I didn't have my usual super great critique the last two times around because first the husband was starting to complain about being photographed and then I just showed too few photos. But the last time I did have some photos of a new guy- a lake guy. I am fascinated by this lake guy for a million reasons, and now I have to admit I am in love with his hairless cat.
I had my private critique with my advisor today and he started it by saying that "this is the kind of work that happens when you get your excitement back" and then in the middle of our conversation he told me that he was in a terrible mood last night until he opened my file and saw my work and then he ended our conference with a warning not to get a fat head and to keep on working.

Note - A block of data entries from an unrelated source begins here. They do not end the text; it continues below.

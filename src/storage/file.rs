use async_trait::async_trait;
use chrono::{DateTime, Utc};
use serde::{Deserialize, Serialize};
use std::path::{Path, PathBuf};
use tokio::fs as async_fs;
use tokio::sync::Mutex;
use tracing::{debug, info};

use crate::error::{StorageError, StorageResult};
use crate::models::{NewTrade, RiskProfile, Trade, TradeRecord};
use crate::storage::{filter_date_range, most_recent, BackupTier, ConfigStore, TradeStore};

/// Write to a sibling temp file, then rename over the target.
async fn write_atomic(path: &Path, contents: &str) -> StorageResult<()> {
    if let Some(parent) = path.parent() {
        async_fs::create_dir_all(parent).await?;
    }
    let tmp = path.with_extension("tmp");
    async_fs::write(&tmp, contents).await?;
    async_fs::rename(&tmp, path).await?;
    Ok(())
}

async fn read_optional(path: &Path) -> StorageResult<Option<String>> {
    match async_fs::read_to_string(path).await {
        Ok(s) => Ok(Some(s)),
        Err(e) if e.kind() == std::io::ErrorKind::NotFound => Ok(None),
        Err(e) => Err(StorageError::Io(e)),
    }
}

async fn remove_if_exists(path: &Path) -> StorageResult<()> {
    match async_fs::remove_file(path).await {
        Ok(()) => Ok(()),
        Err(e) if e.kind() == std::io::ErrorKind::NotFound => Ok(()),
        Err(e) => Err(StorageError::Io(e)),
    }
}

/// Settings record in a single JSON file.
pub struct JsonFileConfigStore {
    path: PathBuf,
}

impl JsonFileConfigStore {
    pub fn new(path: impl AsRef<Path>) -> Self {
        Self {
            path: path.as_ref().to_path_buf(),
        }
    }
}

#[async_trait]
impl ConfigStore for JsonFileConfigStore {
    fn name(&self) -> &str {
        "file-config"
    }

    async fn save_risk_settings(&self, profile: &RiskProfile) -> StorageResult<()> {
        let json = serde_json::to_string_pretty(profile)?;
        write_atomic(&self.path, &json).await
    }

    async fn load_risk_settings(&self) -> StorageResult<Option<RiskProfile>> {
        let Some(content) = read_optional(&self.path).await? else {
            return Ok(None);
        };
        serde_json::from_str(&content)
            .map(Some)
            .map_err(|e| StorageError::Corrupt {
                backend: self.path.display().to_string(),
                message: e.to_string(),
            })
    }

    async fn clear_risk_settings(&self) -> StorageResult<()> {
        remove_if_exists(&self.path).await
    }

    async fn has_risk_settings(&self) -> StorageResult<bool> {
        Ok(async_fs::try_exists(&self.path).await?)
    }
}

#[derive(Debug, Clone, Default, Serialize, Deserialize)]
struct TradeFile {
    next_id: i64,
    trades: Vec<Trade>,
}

/// Trade table kept as one JSON document, rewritten on every mutation.
/// The document is loaded once and then served from memory.
pub struct JsonFileTradeStore {
    path: PathBuf,
    table: Mutex<Option<TradeFile>>,
}

impl JsonFileTradeStore {
    pub fn new(path: impl AsRef<Path>) -> Self {
        Self {
            path: path.as_ref().to_path_buf(),
            table: Mutex::new(None),
        }
    }

    async fn load(&self) -> StorageResult<TradeFile> {
        match read_optional(&self.path).await? {
            Some(content) => serde_json::from_str(&content).map_err(|e| StorageError::Corrupt {
                backend: self.path.display().to_string(),
                message: e.to_string(),
            }),
            None => Ok(TradeFile::default()),
        }
    }

    async fn persist(&self, table: &TradeFile) -> StorageResult<()> {
        let json = serde_json::to_string(table)?;
        write_atomic(&self.path, &json).await
    }

    async fn loaded<'a>(
        &self,
        guard: &'a mut Option<TradeFile>,
    ) -> StorageResult<&'a mut TradeFile> {
        if guard.is_none() {
            *guard = Some(self.load().await?);
        }
        guard
            .as_mut()
            .ok_or_else(|| StorageError::Unavailable(self.name().to_string()))
    }

    async fn read_table<T>(&self, f: impl FnOnce(&TradeFile) -> T) -> StorageResult<T> {
        let mut guard = self.table.lock().await;
        let table = self.loaded(&mut guard).await?;
        Ok(f(table))
    }

    /// Apply `f` to a copy of the table and write the copy out. The cached
    /// table is replaced only once the file write has succeeded, so a failed
    /// or retried write leaves no trace.
    async fn write_table<T>(
        &self,
        f: impl FnOnce(&mut TradeFile) -> StorageResult<T>,
    ) -> StorageResult<T> {
        let mut guard = self.table.lock().await;
        let table = self.loaded(&mut guard).await?;
        let mut draft = table.clone();
        let out = f(&mut draft)?;
        self.persist(&draft).await?;
        *table = draft;
        Ok(out)
    }
}

fn insert(table: &mut TradeFile, trade: NewTrade) -> Trade {
    table.next_id += 1;
    let stored = Trade {
        id: table.next_id,
        result: trade.result,
        timestamp: trade.timestamp,
    };
    table.trades.push(stored.clone());
    stored
}

#[async_trait]
impl TradeStore for JsonFileTradeStore {
    fn name(&self) -> &str {
        "file-trades"
    }

    async fn initialize_database(&self) -> StorageResult<()> {
        if let Some(parent) = self.path.parent() {
            async_fs::create_dir_all(parent)
                .await
                .map_err(|e| StorageError::Initialize {
                    backend: self.name().to_string(),
                    message: e.to_string(),
                })?;
        }
        let loaded = self.load().await?;
        info!(
            "Opened trade store {:?} ({} trades)",
            self.path,
            loaded.trades.len()
        );
        *self.table.lock().await = Some(loaded);
        Ok(())
    }

    async fn get_all_trades(&self) -> StorageResult<Vec<Trade>> {
        self.read_table(|t| t.trades.clone()).await
    }

    async fn save_trade(&self, trade: NewTrade) -> StorageResult<Trade> {
        self.write_table(|t| Ok(insert(t, trade))).await
    }

    async fn update_trade(&self, trade: &Trade) -> StorageResult<Trade> {
        self.write_table(|t| {
            let slot = t
                .trades
                .iter_mut()
                .find(|x| x.id == trade.id)
                .ok_or(StorageError::TradeNotFound(trade.id))?;
            *slot = trade.clone();
            Ok(trade.clone())
        })
        .await
    }

    async fn delete_trade(&self, id: i64) -> StorageResult<()> {
        self.write_table(|t| {
            let before = t.trades.len();
            t.trades.retain(|x| x.id != id);
            if t.trades.len() == before {
                return Err(StorageError::TradeNotFound(id));
            }
            Ok(())
        })
        .await
    }

    async fn get_trade_by_id(&self, id: i64) -> StorageResult<Option<Trade>> {
        self.read_table(|t| t.trades.iter().find(|x| x.id == id).cloned())
            .await
    }

    async fn clear_all_trades(&self) -> StorageResult<()> {
        self.write_table(|t| {
            t.trades.clear();
            Ok(())
        })
        .await
    }

    async fn get_trades_by_date_range(
        &self,
        start: DateTime<Utc>,
        end: DateTime<Utc>,
    ) -> StorageResult<Vec<Trade>> {
        self.read_table(|t| filter_date_range(&t.trades, start, end))
            .await
    }

    async fn get_trades_count(&self) -> StorageResult<usize> {
        self.read_table(|t| t.trades.len()).await
    }

    async fn get_recent_trades(&self, limit: usize) -> StorageResult<Vec<Trade>> {
        self.read_table(|t| most_recent(&t.trades, limit)).await
    }

    async fn export_trades(&self) -> StorageResult<Vec<TradeRecord>> {
        self.read_table(|t| t.trades.iter().map(Trade::to_record).collect())
            .await
    }

    async fn import_trades(&self, records: &[TradeRecord]) -> StorageResult<usize> {
        self.write_table(|t| {
            for record in records {
                insert(t, record.to_new_trade());
            }
            Ok(records.len())
        })
        .await
    }

    async fn close(&self) -> StorageResult<()> {
        let mut guard = self.table.lock().await;
        if let Some(table) = guard.as_ref() {
            self.persist(table).await?;
        }
        *guard = None;
        debug!("Closed trade store {:?}", self.path);
        Ok(())
    }
}

/// Backup tier backed by a directory, one `<key>.json` file per key.
pub struct FileTier {
    name: String,
    dir: PathBuf,
}

impl FileTier {
    pub fn new(name: &str, dir: impl AsRef<Path>) -> Self {
        Self {
            name: name.to_string(),
            dir: dir.as_ref().to_path_buf(),
        }
    }

    pub fn dir(&self) -> &Path {
        &self.dir
    }

    fn key_path(&self, key: &str) -> PathBuf {
        self.dir.join(format!("{}.json", key))
    }
}

#[async_trait]
impl BackupTier for FileTier {
    fn name(&self) -> &str {
        &self.name
    }

    async fn is_available(&self) -> bool {
        // a missing directory is created on first write
        match async_fs::metadata(&self.dir).await {
            Ok(meta) => meta.is_dir() && !meta.permissions().readonly(),
            Err(e) => e.kind() == std::io::ErrorKind::NotFound,
        }
    }

    async fn get(&self, key: &str) -> StorageResult<Option<String>> {
        read_optional(&self.key_path(key)).await
    }

    async fn set(&self, key: &str, value: &str) -> StorageResult<()> {
        write_atomic(&self.key_path(key), value)
            .await
            .map_err(|e| StorageError::Write {
                backend: self.name.clone(),
                message: e.to_string(),
            })
    }

    async fn remove(&self, key: &str) -> StorageResult<()> {
        remove_if_exists(&self.key_path(key)).await
    }

    async fn keys(&self) -> StorageResult<Vec<String>> {
        let mut entries = match async_fs::read_dir(&self.dir).await {
            Ok(entries) => entries,
            Err(e) if e.kind() == std::io::ErrorKind::NotFound => return Ok(Vec::new()),
            Err(e) => return Err(StorageError::Io(e)),
        };

        let mut keys = Vec::new();
        while let Some(entry) = entries.next_entry().await? {
            let path = entry.path();
            if let Some(key) = path
                .file_name()
                .and_then(|n| n.to_str())
                .and_then(|n| n.strip_suffix(".json"))
            {
                keys.push(key.to_string());
            }
        }
        keys.sort();
        Ok(keys)
    }
}

#[cfg(test)]
mod tests {
    use super::*;
    use crate::test_helpers::{temp_dir, ts};

    #[tokio::test]
    async fn settings_survive_reopen() {
        let dir = temp_dir("file_settings");
        let path = dir.join("settings.json");
        let profile = RiskProfile::new(10_000.0, 500.0, 5.0, true).unwrap();

        let store = JsonFileConfigStore::new(&path);
        assert!(!store.has_risk_settings().await.unwrap());
        store.save_risk_settings(&profile).await.unwrap();

        let reopened = JsonFileConfigStore::new(&path);
        assert!(reopened.has_risk_settings().await.unwrap());
        assert_eq!(reopened.load_risk_settings().await.unwrap(), Some(profile));

        reopened.clear_risk_settings().await.unwrap();
        assert_eq!(reopened.load_risk_settings().await.unwrap(), None);
    }

    #[tokio::test]
    async fn corrupt_settings_reported() {
        let dir = temp_dir("file_corrupt");
        let path = dir.join("settings.json");
        async_fs::create_dir_all(&dir).await.unwrap();
        async_fs::write(&path, "{not json").await.unwrap();

        let store = JsonFileConfigStore::new(&path);
        assert!(matches!(
            store.load_risk_settings().await,
            Err(StorageError::Corrupt { .. })
        ));
    }

    #[tokio::test]
    async fn trades_persist_with_id_counter() {
        let dir = temp_dir("file_trades");
        let path = dir.join("trades.json");

        let store = JsonFileTradeStore::new(&path);
        store.initialize_database().await.unwrap();
        let a = store.save_trade(NewTrade::at(-20.0, ts(0))).await.unwrap();
        store.save_trade(NewTrade::at(35.0, ts(60))).await.unwrap();
        store.delete_trade(a.id).await.unwrap();
        store.close().await.unwrap();

        let reopened = JsonFileTradeStore::new(&path);
        reopened.initialize_database().await.unwrap();
        let all = reopened.get_all_trades().await.unwrap();
        assert_eq!(all.len(), 1);
        assert_eq!(all[0].id, 2);
        let next = reopened.save_trade(NewTrade::at(1.0, ts(120))).await.unwrap();
        assert_eq!(next.id, 3);
    }

    #[tokio::test]
    async fn failed_write_leaves_table_untouched() {
        let dir = temp_dir("file_write_fail");
        let path = dir.join("trades.json");
        let store = JsonFileTradeStore::new(&path);
        store.initialize_database().await.unwrap();
        store.save_trade(NewTrade::at(7.0, ts(0))).await.unwrap();

        // a directory where the temp file goes makes every write fail
        async_fs::create_dir_all(path.with_extension("tmp")).await.unwrap();
        for _ in 0..3 {
            assert!(store.save_trade(NewTrade::at(-10.0, ts(60))).await.is_err());
        }
        assert!(store.clear_all_trades().await.is_err());
        assert!(store
            .import_trades(&[TradeRecord { id: None, result: 1.0, timestamp: ts(1) }])
            .await
            .is_err());

        let all = store.get_all_trades().await.unwrap();
        assert_eq!(all.len(), 1);
        assert_eq!(all[0].result, 7.0);

        async_fs::remove_dir(path.with_extension("tmp")).await.unwrap();
        let next = store.save_trade(NewTrade::at(5.0, ts(120))).await.unwrap();
        assert_eq!(next.id, 2);
    }

    #[tokio::test]
    async fn tier_lists_keys() {
        let dir = temp_dir("file_tier");
        let tier = FileTier::new("backup", dir.join("backup"));
        assert!(tier.is_available().await);
        tier.set("b", "2").await.unwrap();
        tier.set("a", "1").await.unwrap();
        assert_eq!(tier.keys().await.unwrap(), vec!["a", "b"]);
        assert_eq!(tier.get("a").await.unwrap().as_deref(), Some("1"));
        tier.remove("a").await.unwrap();
        assert_eq!(tier.get("a").await.unwrap(), None);
    }
}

What I am learning is that my real talent is probably in photographing people, which is interesting because I always have ended up photographing people, but in my dream world a perfect day for me would be a day wandering around with bear bait by my side shooting landscapes. Go figure!!

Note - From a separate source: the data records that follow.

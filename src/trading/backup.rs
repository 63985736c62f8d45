use chrono::{DateTime, Utc};
use serde::{Deserialize, Serialize};
use std::collections::HashSet;
use std::sync::Arc;
use tokio::task::JoinSet;
use tracing::{debug, error, info, warn};

use crate::core::DrawdownSeriesCalculator;
use crate::error::{Error, Result, StorageError};
use crate::models::{RiskProfile, Trade, TradeRecord};
use crate::storage::{with_retry, BackupTier, ConfigStore, RetryPolicy, TradeStore};
use crate::trading::ledger::TradeLedger;

/// Key of the full snapshot (settings + trades) in every tier.
pub const BACKUP_KEY: &str = "risk_journal_backup";
/// Key of the settings-only record in every tier.
pub const SETTINGS_KEY: &str = "risk_journal_settings";

#[derive(Debug, Clone, PartialEq, Serialize, Deserialize)]
#[serde(rename_all = "camelCase")]
pub struct BackupSnapshot {
    pub version: String,
    pub timestamp: DateTime<Utc>,
    pub risk_settings: RiskProfile,
    pub trades: Vec<TradeRecord>,
}

impl BackupSnapshot {
    pub fn new(version: &str, profile: &RiskProfile, trades: &[Trade]) -> Self {
        Self {
            version: version.to_string(),
            timestamp: Utc::now(),
            risk_settings: *profile,
            trades: trades.iter().map(Trade::to_record).collect(),
        }
    }

    /// Parsed is not enough: numbers must be usable before anything is
    /// restored from a snapshot.
    pub fn is_structurally_valid(&self) -> bool {
        let s = &self.risk_settings;
        let settings_ok = [
            s.max_drawdown,
            s.loss_per_trade_percentage,
            s.account_balance,
            s.current_balance,
            s.current_drawdown_threshold,
        ]
        .iter()
        .all(|v| v.is_finite())
            && s.account_balance >= 0.0
            && s.max_drawdown >= 0.0;

        settings_ok && self.trades.iter().all(|t| t.result.is_finite())
    }
}

/// Settings-only record written next to the full snapshot.
#[derive(Debug, Clone, Serialize, Deserialize)]
#[serde(rename_all = "camelCase")]
struct SettingsBackup {
    version: String,
    timestamp: DateTime<Utc>,
    risk_settings: RiskProfile,
}

impl From<SettingsBackup> for BackupSnapshot {
    fn from(s: SettingsBackup) -> Self {
        BackupSnapshot {
            version: s.version,
            timestamp: s.timestamp,
            risk_settings: s.risk_settings,
            trades: Vec::new(),
        }
    }
}

#[derive(Debug, Clone, Default)]
pub struct BackupOutcome {
    pub succeeded: Vec<String>,
    pub failed: Vec<(String, String)>,
}

impl BackupOutcome {
    pub fn is_partial(&self) -> bool {
        !self.succeeded.is_empty() && !self.failed.is_empty()
    }
}

#[derive(Debug, Clone, PartialEq)]
pub struct RecoveredSnapshot {
    pub snapshot: BackupSnapshot,
    /// `tier/key` the snapshot came from, or `merged`.
    pub source: String,
}

#[derive(Debug, Clone, PartialEq, Serialize)]
pub struct TierStatus {
    pub name: String,
    pub available: bool,
    pub key_count: usize,
    pub has_data: bool,
    pub has_full_backup: bool,
}

#[derive(Debug, Clone, PartialEq, Serialize)]
pub struct StartupReport {
    pub has_settings: bool,
    pub trade_count: usize,
    pub tiers: Vec<TierStatus>,
}

impl StartupReport {
    pub fn primary_is_empty(&self) -> bool {
        !self.has_settings && self.trade_count == 0
    }

    pub fn any_backup(&self) -> bool {
        self.tiers.iter().any(|t| t.has_data)
    }
}

/// Mirrors state into every backup tier and reads it back when the primary
/// stores come up empty or broken.
pub struct BackupRecoveryManager {
    tiers: Vec<Arc<dyn BackupTier>>,
    config_store: Arc<dyn ConfigStore>,
    trade_store: Arc<dyn TradeStore>,
    version: String,
    retry: RetryPolicy,
}

impl BackupRecoveryManager {
    pub fn new(
        tiers: Vec<Arc<dyn BackupTier>>,
        config_store: Arc<dyn ConfigStore>,
        trade_store: Arc<dyn TradeStore>,
        version: &str,
        retry: RetryPolicy,
    ) -> Self {
        Self {
            tiers,
            config_store,
            trade_store,
            version: version.to_string(),
            retry,
        }
    }

    pub fn tier_names(&self) -> Vec<String> {
        self.tiers.iter().map(|t| t.name().to_string()).collect()
    }

    pub fn version(&self) -> &str {
        &self.version
    }

    /// Drop both backup keys from every reachable tier. Best effort.
    pub async fn clear_backups(&self) {
        for tier in &self.tiers {
            if !tier.is_available().await {
                continue;
            }
            for key in [BACKUP_KEY, SETTINGS_KEY] {
                if let Err(e) = tier.remove(key).await {
                    warn!("Could not remove {} from {}: {}", key, tier.name(), e);
                }
            }
        }
    }

    /// Write the snapshot into every tier concurrently. Succeeds when at
    /// least one tier took the full snapshot.
    pub async fn force_save_data(
        &self,
        profile: &RiskProfile,
        trades: &[Trade],
    ) -> Result<BackupOutcome> {
        let snapshot = BackupSnapshot::new(&self.version, profile, trades);
        let settings = SettingsBackup {
            version: snapshot.version.clone(),
            timestamp: snapshot.timestamp,
            risk_settings: *profile,
        };
        let snapshot_json = serde_json::to_string(&snapshot).map_err(StorageError::from)?;
        let settings_json = serde_json::to_string(&settings).map_err(StorageError::from)?;

        let mut set = JoinSet::new();
        for (idx, tier) in self.tiers.iter().enumerate() {
            let tier = Arc::clone(tier);
            let snapshot_json = snapshot_json.clone();
            let settings_json = settings_json.clone();
            let retry = self.retry;
            set.spawn(async move {
                let name = tier.name().to_string();
                let full = with_retry(&retry, "backup write", || tier.set(BACKUP_KEY, &snapshot_json)).await;
                if full.is_ok() {
                    // the settings record is a convenience copy; its failure
                    // does not fail the tier
                    if let Err(e) = tier.set(SETTINGS_KEY, &settings_json).await {
                        debug!("Settings record not written to {}: {}", name, e);
                    }
                }
                (idx, name, full)
            });
        }

        let mut results = Vec::with_capacity(self.tiers.len());
        while let Some(joined) = set.join_next().await {
            match joined {
                Ok(r) => results.push(r),
                Err(e) => error!("Backup task aborted: {}", e),
            }
        }
        results.sort_by_key(|(idx, _, _)| *idx);

        let mut outcome = BackupOutcome::default();
        for (_, name, result) in results {
            match result {
                Ok(()) => outcome.succeeded.push(name),
                Err(e) => {
                    warn!("Backup to tier {} failed: {}", name, e);
                    outcome.failed.push((name, e.to_string()));
                }
            }
        }

        if outcome.succeeded.is_empty() {
            error!("Backup failed on every tier ({} attempted)", self.tiers.len());
            return Err(Error::Storage(StorageError::AllTiersFailed {
                attempted: self.tiers.len(),
            }));
        }

        debug!(
            "Backup written to {} tier(s), {} trades",
            outcome.succeeded.len(),
            snapshot.trades.len()
        );
        Ok(outcome)
    }

    async fn read_full(&self, tier: &dyn BackupTier) -> Option<BackupSnapshot> {
        let raw = match tier.get(BACKUP_KEY).await {
            Ok(Some(raw)) => raw,
            Ok(None) => return None,
            Err(e) => {
                warn!("Reading backup from {} failed: {}", tier.name(), e);
                return None;
            }
        };
        match serde_json::from_str::<BackupSnapshot>(&raw) {
            Ok(s) if s.is_structurally_valid() => Some(s),
            Ok(_) => {
                warn!("Backup in {} has unusable values, skipping", tier.name());
                None
            }
            Err(e) => {
                warn!("Backup in {} is corrupt: {}", tier.name(), e);
                None
            }
        }
    }

    async fn read_settings(&self, tier: &dyn BackupTier) -> Option<BackupSnapshot> {
        let raw = tier.get(SETTINGS_KEY).await.ok().flatten()?;
        match serde_json::from_str::<SettingsBackup>(&raw) {
            Ok(s) => Some(BackupSnapshot::from(s)).filter(BackupSnapshot::is_structurally_valid),
            Err(e) => {
                warn!("Settings record in {} is corrupt: {}", tier.name(), e);
                None
            }
        }
    }

    /// First valid snapshot in priority order. Every tier is probed for a
    /// full snapshot before any settings-only record is considered. A
    /// settings-only result carries no trades, so its running balance is
    /// reset to the account balance.
    pub async fn try_recover_data(&self) -> Result<Option<RecoveredSnapshot>> {
        let mut available = Vec::with_capacity(self.tiers.len());
        for tier in &self.tiers {
            if tier.is_available().await {
                available.push(tier);
            } else {
                info!("Backup tier {} unavailable, skipping", tier.name());
            }
        }

        for tier in &available {
            if let Some(snapshot) = self.read_full(tier.as_ref()).await {
                info!(
                    "Found backup in {} from {} ({} trades)",
                    tier.name(),
                    snapshot.timestamp.to_rfc3339(),
                    snapshot.trades.len()
                );
                return Ok(Some(RecoveredSnapshot {
                    snapshot,
                    source: format!("{}/{}", tier.name(), BACKUP_KEY),
                }));
            }
        }
        for tier in &available {
            if let Some(mut snapshot) = self.read_settings(tier.as_ref()).await {
                info!("Found settings-only backup in {}", tier.name());
                snapshot.risk_settings = snapshot.risk_settings.with_balance_reset();
                return Ok(Some(RecoveredSnapshot {
                    snapshot,
                    source: format!("{}/{}", tier.name(), SETTINGS_KEY),
                }));
            }
        }
        info!("No recoverable data found in {} tier(s)", self.tiers.len());
        Ok(None)
    }

    /// Every valid snapshot across all tiers. Full snapshots come first,
    /// settings-only records after them.
    pub async fn collect_snapshots(&self) -> Vec<BackupSnapshot> {
        let mut full = Vec::new();
        let mut settings_only = Vec::new();
        for tier in &self.tiers {
            if !tier.is_available().await {
                continue;
            }
            if let Some(s) = self.read_full(tier.as_ref()).await {
                full.push(s);
            }
            if let Some(s) = self.read_settings(tier.as_ref()).await {
                settings_only.push(s);
            }
        }
        full.extend(settings_only);
        full
    }

    /// Combine several snapshots: the newest one supplies the settings (ties
    /// keep input order) and trade lists are unioned on `(timestamp, result)`.
    /// Running balance and trailing threshold are rebuilt from the merged
    /// trades.
    pub fn merge_backup_data(mut sources: Vec<BackupSnapshot>) -> Option<BackupSnapshot> {
        sources.retain(BackupSnapshot::is_structurally_valid);
        sources.sort_by(|a, b| b.timestamp.cmp(&a.timestamp));
        let mut iter = sources.into_iter();
        let mut base = iter.next()?;

        let mut seen: HashSet<(i64, u64)> = base.trades.iter().map(TradeRecord::dedup_key).collect();
        for other in iter {
            for trade in other.trades {
                if seen.insert(trade.dedup_key()) {
                    base.trades.push(trade);
                }
            }
        }
        base.trades.sort_by(|a, b| a.timestamp.cmp(&b.timestamp));

        let results: Vec<f64> = base.trades.iter().map(|t| t.result).collect();
        let rebuilt = base
            .risk_settings
            .with_balance_reset()
            .update_balance(results.iter().sum());
        let floor = DrawdownSeriesCalculator::for_profile(&rebuilt).final_floor(&results);
        base.risk_settings = rebuilt.with_drawdown_threshold(floor);
        Some(base)
    }

    /// Replace ledger and settings with the snapshot's content. Trades get
    /// new identities from the store.
    pub async fn restore_data(
        &self,
        snapshot: &BackupSnapshot,
        ledger: &mut TradeLedger,
    ) -> Result<RiskProfile> {
        if !snapshot.is_structurally_valid() {
            return Err(Error::Validation("snapshot contains unusable values".into()));
        }
        if snapshot.risk_settings.is_configured() {
            snapshot.risk_settings.validate()?;
        }

        ledger.clear_all().await?;
        let imported = ledger.import_records(&snapshot.trades).await?;

        let profile = snapshot.risk_settings;
        let store = Arc::clone(&self.config_store);
        with_retry(&self.retry, "restore settings", || store.save_risk_settings(&profile))
            .await?;

        info!(
            "Restored {} trades and settings from backup dated {}",
            imported,
            snapshot.timestamp.to_rfc3339()
        );
        Ok(profile)
    }

    /// Read-only status of primary stores and every tier.
    pub async fn check_startup_data(&self) -> StartupReport {
        let has_settings = self.config_store.has_risk_settings().await.unwrap_or(false);
        let trade_count = self.trade_store.get_trades_count().await.unwrap_or(0);

        let mut tiers = Vec::with_capacity(self.tiers.len());
        for tier in &self.tiers {
            let available = tier.is_available().await;
            let keys = if available {
                tier.keys().await.unwrap_or_default()
            } else {
                Vec::new()
            };
            let has_full_backup = keys.iter().any(|k| k == BACKUP_KEY);
            let has_data = has_full_backup || keys.iter().any(|k| k == SETTINGS_KEY);
            tiers.push(TierStatus {
                name: tier.name().to_string(),
                available,
                key_count: keys.len(),
                has_data,
                has_full_backup,
            });
        }

        StartupReport {
            has_settings,
            trade_count,
            tiers,
        }
    }
}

I kind of knew I'd excel at people. It's just what always worked for me. I think it's my mothering instinct in over drive. Somehow it transfers. Either that or I just choose good subjects. I think it's a combination.
In any case, I was floating on a cloud of PSYCHED!! all afternoon. The worrier in me, is trying to peek through, because my friends are struggling so much, and I am wondering if next year I will have a hard time with another advisor, but I'm trying to push those thoughts aside and just keep on dancing in my seat because right now everything is good and I am in a really good place.